### DATASET RECORDS
::::::::

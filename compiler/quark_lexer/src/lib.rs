//! Quark Lexer - line splitting, token scanning and token classification.
//!
//! Quark source is line-oriented: every line is either blank, a comment
//! (starts with `#`), or a single instruction followed by its arguments.
//! This crate turns source text into [`SourceLine`]s, scans each line into
//! [`RawToken`]s and classifies raw tokens into [`Operand`]s.
//!
//! # Layers
//!
//! - [`lines`]: splits on `\n`, keeps empty lines so line numbers stay stable
//! - [`LineScanner`]: extracts quoted strings, decimals, integers and words
//! - [`classify`]: re-tests a raw token and produces a typed [`Operand`]
//!
//! Nothing here knows which instructions exist; name lookup and argument
//! count validation happen in `quark_eval`.

mod classify;
mod line;
mod operand;
mod scanner;

pub use classify::{classify, Unparsable};
pub use line::{lines, LineKind, Lines, SourceLine};
pub use operand::Operand;
pub use scanner::{LineScanner, RawTag, RawToken};
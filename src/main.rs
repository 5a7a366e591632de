use anyhow::{anyhow, Result};
use clap::builder::NonEmptyStringValueParser;
use clap::Parser;
use env_logger::Env;
use log::debug;
use std::path::PathBuf;

use image_manifest::notifier::VerbosityLevel;
use image_manifest::{CliRuntime, Engine, ImageReference, ManifestProcessor, Notifier, Outcome};

#[derive(Parser)]
#[command(author, version, about, long_about = None)]
struct Cli {
    #[arg(
        short,
        long,
        value_parser = NonEmptyStringValueParser::new(),
        help = "Container image repository (e.g., alpine)"
    )]
    repository: String,

    #[arg(short, long, default_value = "", help = "Container image tag")]
    tag: String,

    #[arg(
        short,
        long,
        value_enum,
        default_value = "docker",
        help = "Container engine to use"
    )]
    engine: Engine,

    #[arg(
        short,
        long,
        help = "Directory for the exported archive and manifest [default: current directory]"
    )]
    output_dir: Option<PathBuf>,

    #[arg(
        short,
        long,
        action = clap::ArgAction::Count,
        help = "Verbose mode (-v for info, -vv for debug, -vvv for trace). Also disables the spinner"
    )]
    verbose: u8,
}

fn main() -> Result<()> {
    let cli = Cli::parse();

    // Setup logging based on verbosity level
    env_logger::Builder::from_env(Env::default())
        .filter_level(VerbosityLevel::from(cli.verbose).to_log_level())
        .init();

    let reference = ImageReference::new(cli.repository, cli.tag)?;
    let output_dir = cli.output_dir.unwrap_or_default();

    debug!("Image reference: {}", reference);
    debug!("Engine: {:?}", cli.engine);
    debug!("Output directory: {}", output_dir.display());

    let runtime = CliRuntime::new(cli.engine)
        .map_err(|e| anyhow!("Failed to initialize {:?} engine: {:#}", cli.engine, e))?;
    let processor = ManifestProcessor::new(runtime, Notifier::new(cli.verbose));

    match processor.generate(&reference, &output_dir)? {
        Outcome::Generated(report) => debug!(
            "Wrote {} entries to {}",
            report.entry_count,
            report.manifest_path.display()
        ),
        Outcome::NotFound => debug!("Nothing to do for {}", reference),
    }

    Ok(())
}
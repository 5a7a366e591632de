use anyhow::{anyhow, Result};
use std::fmt;

/// A repository with an optional tag, as accepted on the command line.
#[derive(Debug, Clone, PartialEq, Eq)]
pub struct ImageReference {
    repository: String,
    tag: String,
}

impl ImageReference {
    /// An empty `tag` means the bare repository is used for lookups.
    pub fn new(repository: impl Into<String>, tag: impl Into<String>) -> Result<Self> {
        let repository = repository.into();
        if repository.trim().is_empty() {
            return Err(anyhow!("Repository name must not be empty"));
        }

        Ok(Self {
            repository,
            tag: tag.into(),
        })
    }

    pub fn repository(&self) -> &str {
        &self.repository
    }

    pub fn tag(&self) -> Option<&str> {
        if self.tag.is_empty() {
            None
        } else {
            Some(&self.tag)
        }
    }
}

/// `repository` when the tag is empty, `repository:tag` otherwise.
impl fmt::Display for ImageReference {
    fn fmt(&self, f: &mut fmt::Formatter<'_>) -> fmt::Result {
        match self.tag() {
            Some(tag) => write!(f, "{}:{}", self.repository, tag),
            None => f.write_str(&self.repository),
        }
    }
}
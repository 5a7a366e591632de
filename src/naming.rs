use std::path::{Path, PathBuf};

use crate::reference::ImageReference;

/// Converts a repository name into a file stem.
/// Path separators and registry port separators are replaced with dashes
pub fn artifact_stem(repository: &str) -> String {
    repository.replace(['/', ':'], "-")
}

/// `<output_dir>/<stem>.tar`, or just `<stem>.tar` for an empty `output_dir`
pub fn archive_path(output_dir: &Path, reference: &ImageReference) -> PathBuf {
    output_dir.join(format!("{}.tar", artifact_stem(reference.repository())))
}

/// `<output_dir>/<stem>.manifest.txt`
pub fn manifest_path(output_dir: &Path, reference: &ImageReference) -> PathBuf {
    output_dir.join(format!(
        "{}.manifest.txt",
        artifact_stem(reference.repository())
    ))
}
//! Subprocess execution with captured output.
//!
//! [`CommandRunner`] is the seam between the runtime wrappers and the operating system:
//! [`SystemRunner`] spawns real processes, tests substitute scripted runners.
//! Exit status is reported separately from the captured text so callers decide
//! what a failure means for their command.

use anyhow::{anyhow, Context, Result};
use log::trace;
use std::process::Command;

#[derive(Debug, Clone, Default, PartialEq, Eq)]
pub struct CommandOutput {
    pub stdout: String,
    pub stderr: String,
    /// `None` when the process was terminated by a signal.
    pub code: Option<i32>,
}

impl CommandOutput {
    pub fn success(&self) -> bool {
        self.code == Some(0)
    }

    /// Converts a non-zero exit into an error carrying the command's stderr.
    pub fn into_success(self, what: &str) -> Result<Self> {
        if self.success() {
            return Ok(self);
        }

        let status = match self.code {
            Some(code) => format!("exit status {}", code),
            None => "terminated by signal".to_string(),
        };
        Err(anyhow!(
            "{} failed ({}): {}",
            what,
            status,
            self.stderr.trim()
        ))
    }
}

pub trait CommandRunner {
    /// Runs `program` with `args` to completion and captures its output.
    ///
    /// Errors only when the process could not be spawned; a non-zero exit is
    /// reported through [`CommandOutput::code`].
    fn run(&self, program: &str, args: &[&str]) -> Result<CommandOutput>;
}

/// Runs commands with [`std::process::Command`].
#[derive(Debug, Clone, Copy, Default)]
pub struct SystemRunner;

impl CommandRunner for SystemRunner {
    fn run(&self, program: &str, args: &[&str]) -> Result<CommandOutput> {
        trace!("Running {} {:?}", program, args);

        let output = Command::new(program)
            .args(args)
            .output()
            .with_context(|| {
                format!(
                    "Failed to execute {} command: {:?}. Is {} installed?",
                    program, args, program
                )
            })?;

        Ok(CommandOutput {
            stdout: String::from_utf8_lossy(&output.stdout).to_string(),
            stderr: String::from_utf8_lossy(&output.stderr).to_string(),
            code: output.status.code(),
        })
    }
}

#[cfg(test)]
mod tests {
    use super::*;

    #[test]
    fn test_into_success_passes_through() {
        let output = CommandOutput {
            stdout: "abc\n".to_string(),
            stderr: String::new(),
            code: Some(0),
        };
        assert_eq!(output.clone().into_success("docker create").unwrap(), output);
    }

    #[test]
    fn test_into_success_reports_stderr() {
        let output = CommandOutput {
            stdout: String::new(),
            stderr: "Error: No such image: deadbeef\n".to_string(),
            code: Some(1),
        };
        let error = output.into_success("docker create").unwrap_err().to_string();
        assert!(error.contains("docker create failed"));
        assert!(error.contains("exit status 1"));
        assert!(error.contains("No such image"));
    }

    #[test]
    fn test_signal_is_not_success() {
        let output = CommandOutput {
            code: None,
            ..Default::default()
        };
        assert!(!output.success());
        let error = output.into_success("docker export").unwrap_err().to_string();
        assert!(error.contains("terminated by signal"));
    }

    #[test]
    fn test_missing_program_is_spawn_error() {
        let result = SystemRunner.run("this-program-definitely-does-not-exist", &["--version"]);
        assert!(result.is_err());
    }
}
//! End-to-end "container image → manifest" pipeline orchestrator.
//!
//! [`ManifestProcessor`] runs the steps in order, printing one progress line after each:
//! 1. resolve the repository[:tag] to an image identifier,
//! 2. create (but do not start) a container from it,
//! 3. export the container filesystem to `<name>.tar`,
//! 4. list the archive into `<name>.manifest.txt`,
//! 5. force-remove the container.
//!
//! When no image matches, only the absence line is printed and nothing is created.
//! The container is held by a [`ContainerGuard`], so a failure in steps 3–4 still
//! removes it before the error is returned.

use anyhow::{Context, Result};
use log::{info, warn};
use std::fs;
use std::path::{Path, PathBuf};

use crate::container::ContainerGuard;
use crate::manifest;
use crate::naming;
use crate::notifier::Notifier;
use crate::reference::ImageReference;
use crate::runtimes::ContainerRuntime;

/// Artifacts and identifiers produced by a successful run.
#[derive(Debug, Clone, PartialEq, Eq)]
pub struct ManifestReport {
    pub image_id: String,
    pub container_id: String,
    pub archive_path: PathBuf,
    pub manifest_path: PathBuf,
    pub entry_count: usize,
}

#[derive(Debug, Clone, PartialEq, Eq)]
pub enum Outcome {
    /// The runtime listed no image for the reference.
    NotFound,
    Generated(ManifestReport),
}

/// Orchestrates the manifest pipeline for a concrete [`ContainerRuntime`].
pub struct ManifestProcessor<R: ContainerRuntime> {
    runtime: R,
    notifier: Notifier,
}

impl<R: ContainerRuntime> ManifestProcessor<R> {
    pub fn new(runtime: R, notifier: Notifier) -> Self {
        Self { runtime, notifier }
    }

    pub fn runtime(&self) -> &R {
        &self.runtime
    }

    /// Generates the archive and manifest for `reference` inside `output_dir`.
    ///
    /// An empty `output_dir` means the current directory. The directory is created
    /// only once an image has been found.
    ///
    /// # Errors
    /// - The runtime CLI cannot be executed or exits non-zero for lookup, create or export.
    /// - The image listing has a data row without an identifier column.
    /// - The exported archive cannot be read, or the manifest cannot be written.
    ///
    /// Container removal failures are logged, never returned.
    pub fn generate(&self, reference: &ImageReference, output_dir: &Path) -> Result<Outcome> {
        self.notifier.begin(&format!(
            "Looking up {} with {}...",
            reference,
            self.runtime.name()
        ));

        let image_id = match self
            .runtime
            .find_image(reference)
            .with_context(|| format!("Failed to look up image {}", reference))?
        {
            Some(image_id) => image_id,
            None => {
                self.notifier
                    .step(&format!("No image is available for {}.", reference))?;
                self.notifier.finish();
                return Ok(Outcome::NotFound);
            }
        };
        self.notifier
            .step(&format!("Image identifer for {} is {}.", reference, image_id))?;

        if !output_dir.as_os_str().is_empty() {
            fs::create_dir_all(output_dir).with_context(|| {
                format!("Failed to create output directory: {}", output_dir.display())
            })?;
        }

        self.notifier
            .begin(&format!("Creating container from image {}...", image_id));
        let container = ContainerGuard::create(&self.runtime, &image_id)
            .with_context(|| format!("Failed to create container from image {}", image_id))?;
        let container_id = container.id().to_string();
        self.notifier
            .step(&format!("Created container {}.", container_id))?;

        let archive_path = naming::archive_path(output_dir, reference);
        self.notifier.begin(&format!(
            "Exporting container {} to {}...",
            container_id,
            archive_path.display()
        ));
        self.runtime
            .export_container(&container_id, &archive_path)
            .with_context(|| format!("Failed to export container {}", container_id))?;
        self.notifier.step(&format!(
            "Exported container {} to file {}.",
            container_id,
            archive_path.display()
        ))?;

        let manifest_path = naming::manifest_path(output_dir, reference);
        self.notifier
            .begin(&format!("Listing {}...", archive_path.display()));
        let entry_count = manifest::write_manifest(&archive_path, &manifest_path)?;
        info!(
            "Manifest {} lists {} entries",
            manifest_path.display(),
            entry_count
        );
        self.notifier.step(&format!(
            "Directed view of {} content to {}.",
            archive_path.display(),
            manifest_path.display()
        ))?;

        self.notifier
            .begin(&format!("Removing container {}...", container_id));
        match container.remove() {
            Ok(()) => self
                .notifier
                .step(&format!("Removed container {}.", container_id))?,
            Err(e) => warn!("Failed to remove container {}: {:#}", container_id, e),
        }
        self.notifier.finish();

        Ok(Outcome::Generated(ManifestReport {
            image_id,
            container_id,
            archive_path,
            manifest_path,
            entry_count,
        }))
    }
}
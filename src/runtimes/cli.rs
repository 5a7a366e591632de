use anyhow::{anyhow, Context, Result};
use log::{debug, info};
use std::path::Path;

use super::{ContainerRuntime, Engine};
use crate::listing;
use crate::reference::ImageReference;
use crate::runner::{CommandRunner, SystemRunner};

/// [`ContainerRuntime`] backed by a runtime's command line client.
pub struct CliRuntime<R: CommandRunner = SystemRunner> {
    program: String,
    runner: R,
}

impl CliRuntime<SystemRunner> {
    /// Checks that the engine's CLI can be executed before handing out a runtime.
    pub fn new(engine: Engine) -> Result<Self> {
        Self::verify(engine, SystemRunner)
    }
}

impl<R: CommandRunner> CliRuntime<R> {
    /// Runs `<program> --version` through `runner` and fails when the CLI is unusable.
    pub fn verify(engine: Engine, runner: R) -> Result<Self> {
        let program = engine.program();
        // The runner's spawn error already names the program and suggests installing it
        let output = runner.run(program, &["--version"])?;

        if !output.success() {
            return Err(anyhow!("{} is not available", program));
        }
        debug!("Using {}", output.stdout.trim());

        Ok(Self::with_runner(engine, runner))
    }

    pub fn with_runner(engine: Engine, runner: R) -> Self {
        Self {
            program: engine.program().to_string(),
            runner,
        }
    }

    pub fn runner(&self) -> &R {
        &self.runner
    }

    fn run_command(&self, what: &str, args: &[&str]) -> Result<String> {
        let output = self.runner.run(&self.program, args)?;
        let output = output.into_success(&format!("{} {}", self.program, what))?;
        Ok(output.stdout)
    }
}

impl<R: CommandRunner> ContainerRuntime for CliRuntime<R> {
    fn name(&self) -> &str {
        &self.program
    }

    fn find_image(&self, reference: &ImageReference) -> Result<Option<String>> {
        let filter = reference.to_string();
        debug!("Listing images matching '{}'", filter);

        let stdout = self.run_command("image ls", &["image", "ls", &filter])?;
        let image_id = listing::parse_image_id(&stdout)
            .with_context(|| format!("Unexpected output from {} image ls", self.program))?;

        match &image_id {
            Some(id) => debug!("First image matching '{}' is {}", filter, id),
            None => debug!("No image matches '{}'", filter),
        }
        Ok(image_id)
    }

    fn create_container(&self, image_id: &str) -> Result<String> {
        info!("Creating container from image {}...", image_id);
        let stdout = self.run_command("create", &["create", image_id])?;

        let container_id = stdout.trim_end().to_string();
        if container_id.is_empty() {
            return Err(anyhow!(
                "{} create returned no container identifier for image {}",
                self.program,
                image_id
            ));
        }
        Ok(container_id)
    }

    fn export_container(&self, container_id: &str, archive_path: &Path) -> Result<()> {
        let archive_path = archive_path
            .to_str()
            .ok_or_else(|| anyhow!("Archive path is not valid UTF-8: {:?}", archive_path))?;

        info!("Exporting container {} to {}...", container_id, archive_path);
        let output_arg = format!("--output={}", archive_path);
        self.run_command("export", &["export", &output_arg, container_id])?;
        Ok(())
    }

    fn remove_container(&self, container_id: &str) -> Result<()> {
        debug!("Removing container {}", container_id);
        self.run_command("rm", &["rm", "--force", container_id])?;
        Ok(())
    }
}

::::::::

### ACTIVITY
Say how many lines in the data hold the string "help". No other content should accompany the number.

### ANSWER TO THE PROBLEM
5